Adding themes

Initally I modified the Jekyll minima theme so that this site will have a dark theme. However, I thought it would be nice to add a toggle button so that if someone wants a lighter theme, they can choose it.

So, how does one go about doing that? It took me a day to figure it out. So, there are these CSS files (and related SASS files) that tell your browser how the page should look. To change the colour of some element, all I need to do is to modify appropriate fields in these files.

Next, I need to add a button of some sort to actually change the themes. This is handled by a JavaScript script. So, when you click the theme at the footer of this or any other page on this website, it calls a function. Now, the overall body of a page is marked to have a theme by default. The function so called toggles this marking.

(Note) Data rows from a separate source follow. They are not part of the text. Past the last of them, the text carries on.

//! The shared, read-only root collection of records.

use std::collections::HashSet;
use std::sync::Arc;

use crate::error::{Error, Result};
use crate::record::{Attribute, Record};

/// A filtered or unfiltered set of records as passed between views.
pub type RecordSet = Arc<[Record]>;

/// Observed extent of one attribute, sentinel values excluded.
#[derive(Debug, Clone, Copy, PartialEq)]
pub struct AttributeDomain {
    /// Smallest known value.
    pub min: f64,
    /// Largest known value. This is the "global maximum" of the attribute.
    pub max: f64,
}

/// Per-attribute domains of the root dataset.
#[derive(Debug, Clone, PartialEq)]
pub struct AttributeDomains {
    domains: [Option<AttributeDomain>; Attribute::COUNT],
}

impl AttributeDomains {
    /// Computes the domains of `records`.
    ///
    /// Fertility rate is anchored at zero, matching its slider and axis.
    #[must_use]
    pub fn from_records(records: &[Record]) -> Self {
        let mut domains = [None; Attribute::COUNT];
        for attr in Attribute::ALL {
            let mut known = records.iter().filter_map(|r| r.known(attr));
            let Some(first) = known.next() else {
                continue;
            };
            let (min, max) = known.fold((first, first), |(lo, hi), v| (lo.min(v), hi.max(v)));
            let min = if attr == Attribute::FertilityRate { min.min(0.0) } else { min };
            domains[attr.index()] = Some(AttributeDomain { min, max });
        }
        Self { domains }
    }

    /// Domain of `attribute`, or `None` if every value is missing.
    #[must_use]
    pub fn get(&self, attribute: Attribute) -> Option<AttributeDomain> {
        self.domains[attribute.index()]
    }

    /// Global maximum of `attribute`.
    #[must_use]
    pub fn max(&self, attribute: Attribute) -> Option<f64> {
        self.get(attribute).map(|d| d.max)
    }
}

/// The loaded dataset, shared read-only by every view.
#[derive(Debug, Clone)]
pub struct Dataset {
    records: RecordSet,
    years: (i32, i32),
    regions: Vec<Arc<str>>,
    domains: AttributeDomains,
}

impl Dataset {
    /// Wraps loaded records and derives the year extent, region list and domains.
    ///
    /// # Errors
    ///
    /// Returns [`Error::EmptyDataset`] if `records` is empty.
    pub fn new(records: impl Into<RecordSet>) -> Result<Self> {
        let records: RecordSet = records.into();
        let Some(first) = records.first() else {
            return Err(Error::EmptyDataset);
        };

        let years = records
            .iter()
            .fold((first.year, first.year), |(lo, hi), r| (lo.min(r.year), hi.max(r.year)));

        let mut seen = HashSet::new();
        let regions: Vec<Arc<str>> = records
            .iter()
            .filter(|r| seen.insert(Arc::clone(&r.region)))
            .map(|r| Arc::clone(&r.region))
            .collect();

        let domains = AttributeDomains::from_records(&records);

        crate::debug!(
            "dataset",
            "loaded {} records, years {}-{}",
            records.len(),
            years.0,
            years.1
        );

        Ok(Self {
            records,
            years,
            regions,
            domains,
        })
    }

    /// All records.
    #[must_use]
    pub fn records(&self) -> &RecordSet {
        &self.records
    }

    /// Number of records.
    #[must_use]
    pub fn len(&self) -> usize {
        self.records.len()
    }

    /// Always false: construction rejects empty input.
    #[must_use]
    pub fn is_empty(&self) -> bool {
        self.records.is_empty()
    }

    /// Earliest and latest year (inclusive).
    #[must_use]
    pub fn year_extent(&self) -> (i32, i32) {
        self.years
    }

    /// Distinct regions in order of first appearance.
    #[must_use]
    pub fn regions(&self) -> &[Arc<str>] {
        &self.regions
    }

    /// Looks up the canonical shared name of a region.
    #[must_use]
    pub fn region(&self, name: &str) -> Option<&Arc<str>> {
        self.regions.iter().find(|r| r.as_ref() == name)
    }

    /// Attribute domains.
    #[must_use]
    pub fn domains(&self) -> &AttributeDomains {
        &self.domains
    }
}
//! Grouped means over a record set.
//!
//! Every attribute mean skips the missing-data sentinel. A group with no
//! valid value for an attribute reports [`MISSING`] for it, never 0 or NaN.
//! Groups come out in order of first appearance in the input.

use std::collections::{BTreeMap, HashMap};
use std::hash::Hash;
use std::sync::Arc;

use crate::dataset::RecordSet;
use crate::record::{Attribute, Record, MISSING};

/// How the population column of a group is reduced.
#[derive(Debug, Clone, Copy, PartialEq, Eq)]
enum PopulationRule {
    /// Value of the latest year with a known population.
    Latest,
    /// Sum of every known population.
    Sum,
}

/// A derived record produced by grouping.
#[derive(Debug, Clone, PartialEq)]
pub struct Aggregate<K = Arc<str>> {
    /// Group key (country, region or year).
    pub key: K,
    /// Region of the group's first record, for per-country aggregates.
    pub region: Option<Arc<str>>,
    /// Number of input records in the group.
    pub records: usize,
    values: [f64; Attribute::COUNT],
}

impl<K> Aggregate<K> {
    /// Aggregated value; [`MISSING`] if the group had no valid input.
    #[must_use]
    pub fn value(&self, attribute: Attribute) -> f64 {
        self.values[attribute.index()]
    }

    /// Aggregated value unless missing.
    #[must_use]
    pub fn known(&self, attribute: Attribute) -> Option<f64> {
        let v = self.value(attribute);
        (v != MISSING).then_some(v)
    }
}

#[derive(Debug, Clone)]
struct Accumulator {
    region: Arc<str>,
    records: usize,
    sums: [f64; Attribute::COUNT],
    counts: [usize; Attribute::COUNT],
    latest_population: Option<(i32, f64)>,
}

impl Accumulator {
    fn new(first: &Record) -> Self {
        Self {
            region: Arc::clone(&first.region),
            records: 0,
            sums: [0.0; Attribute::COUNT],
            counts: [0; Attribute::COUNT],
            latest_population: None,
        }
    }

    fn push(&mut self, record: &Record) {
        self.records += 1;
        for attr in Attribute::ALL {
            if let Some(v) = record.known(attr) {
                self.sums[attr.index()] += v;
                self.counts[attr.index()] += 1;
            }
        }
        if let Some(pop) = record.known(Attribute::Population) {
            match self.latest_population {
                Some((year, _)) if year > record.year => {}
                _ => self.latest_population = Some((record.year, pop)),
            }
        }
    }

    fn finish<K>(self, key: K, rule: PopulationRule, with_region: bool) -> Aggregate<K> {
        let mut values = [MISSING; Attribute::COUNT];
        for attr in Attribute::ALL {
            let i = attr.index();
            if self.counts[i] > 0 {
                values[i] = self.sums[i] / self.counts[i] as f64;
            }
        }
        let pop = Attribute::Population.index();
        values[pop] = match rule {
            PopulationRule::Latest => self.latest_population.map_or(MISSING, |(_, p)| p),
            PopulationRule::Sum if self.counts[pop] > 0 => self.sums[pop],
            PopulationRule::Sum => MISSING,
        };
        Aggregate {
            key,
            region: with_region.then_some(self.region),
            records: self.records,
            values,
        }
    }
}

fn group<K, F>(records: &[Record], key_of: F) -> Vec<(K, Accumulator)>
where
    K: Hash + Eq + Clone,
    F: Fn(&Record) -> K,
{
    let mut index: HashMap<K, usize> = HashMap::new();
    let mut groups: Vec<(K, Accumulator)> = Vec::new();
    for record in records {
        let key = key_of(record);
        let slot = *index.entry(key.clone()).or_insert_with(|| {
            groups.push((key, Accumulator::new(record)));
            groups.len() - 1
        });
        groups[slot].1.push(record);
    }
    groups
}

/// Per-country means. Population is the latest known value.
#[must_use]
pub fn average_by_country(records: &[Record]) -> Vec<Aggregate> {
    group(records, |r| Arc::clone(&r.country))
        .into_iter()
        .map(|(k, acc)| acc.finish(k, PopulationRule::Latest, true))
        .collect()
}

/// Per-region means. Population is summed over the group.
#[must_use]
pub fn average_by_region(records: &[Record]) -> Vec<Aggregate> {
    group(records, |r| Arc::clone(&r.region))
        .into_iter()
        .map(|(k, acc)| acc.finish(k, PopulationRule::Sum, false))
        .collect()
}

/// Per-year means, ascending by year. Population is summed over the year.
#[must_use]
pub fn average_by_year(records: &[Record]) -> Vec<Aggregate<i32>> {
    let mut out: Vec<Aggregate<i32>> = group(records, |r| r.year)
        .into_iter()
        .map(|(k, acc)| acc.finish(k, PopulationRule::Sum, false))
        .collect();
    out.sort_by_key(|a| a.key);
    out
}

/// Total known population per region.
#[must_use]
pub fn sum_population_by_region(records: &[Record]) -> BTreeMap<Arc<str>, f64> {
    let mut totals: BTreeMap<Arc<str>, f64> = BTreeMap::new();
    for record in records {
        let total = totals.entry(Arc::clone(&record.region)).or_insert(0.0);
        if let Some(pop) = record.known(Attribute::Population) {
            *total += pop;
        }
    }
    totals
}

/// Memoizes aggregates of the most recently seen record set.
///
/// The key is the identity of the shared allocation, so the same `RecordSet`
/// delivered on several topics is aggregated once.
#[derive(Debug, Default)]
pub struct AggregateCache {
    source: Option<RecordSet>,
    by_country: Option<Arc<[Aggregate]>>,
    by_region: Option<Arc<[Aggregate]>>,
    hits: u64,
    misses: u64,
}

impl AggregateCache {
    /// Creates an empty cache.
    #[must_use]
    pub fn new() -> Self {
        Self::default()
    }

    fn rebind(&mut self, records: &RecordSet) {
        let same = self
            .source
            .as_ref()
            .is_some_and(|s| Arc::ptr_eq(s, records));
        if !same {
            self.source = Some(Arc::clone(records));
            self.by_country = None;
            self.by_region = None;
        }
    }

    /// [`average_by_country`] of `records`, memoized.
    pub fn by_country(&mut self, records: &RecordSet) -> Arc<[Aggregate]> {
        self.rebind(records);
        if let Some(hit) = &self.by_country {
            self.hits += 1;
            return Arc::clone(hit);
        }
        self.misses += 1;
        let fresh: Arc<[Aggregate]> = average_by_country(records).into();
        self.by_country = Some(Arc::clone(&fresh));
        fresh
    }

    /// [`average_by_region`] of `records`, memoized.
    pub fn by_region(&mut self, records: &RecordSet) -> Arc<[Aggregate]> {
        self.rebind(records);
        if let Some(hit) = &self.by_region {
            self.hits += 1;
            return Arc::clone(hit);
        }
        self.misses += 1;
        let fresh: Arc<[Aggregate]> = average_by_region(records).into();
        self.by_region = Some(Arc::clone(&fresh));
        fresh
    }

    /// (hits, misses) since creation.
    #[must_use]
    pub fn stats(&self) -> (u64, u64) {
        (self.hits, self.misses)
    }
}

Now, web browsers are clever. So they look at the body of the page and see that it is marked to have dark-theme say, and then they look at the css files to see if there are colour modifiers involved. In the css files, the browsers understand that the body should have such and such background colours and text colours.

However, there are other things to keep in mind. For example, tables in html are drawn on top of the background, so they do not inherit the background colour. If there was a single theme, then I could have just hard-coded the colour to be some specific thing (even unrelated to the background). However, I wanted the tables (and other elements on the webpage) to reflect the change in theme. Fortunately, others have figured out an answer to this in something called inherit in the css. So, I set tables and other element to inherit the background and text colours from the parent element (so, for example, tables are seen as children of the body element, and they inherit the colours from the body element).

It wasn't until much later that I realized that all it did was to make the background transparent, so that the inherited colour comes through. If you are on mobile, you might see three lines at the top of the page indicating the menu (it's called the hamburger menu), which also inherited the colours. The thing is that, upon clicking this menu, the dropdown menu will cover whatever text was directly beneath it.

With inherit, the background was transparent, so this lead to overlapping of the two texts making everything an unreadable mess. I tried various changes to the css files (this was before I realized that inherit set things to be transparent) before giving up and adding a funcitonality to the script that toggles colour. You see, css doesn't work with abstract concepts such as "the same colour as the background", you need to tell it the exact colour or make it transparent with inherit (I beleive there are other properties).

Coming to the script, it first stores, on your browser, your theme preference. Then as your browser loads the content, it sets the colours of the elements by looking at the theme preference stored on your device. This theme preference stored in localStorage is cleared whenever you clear browser cookies etc. And that's about it. At the end of the day, I quite like how it turned out.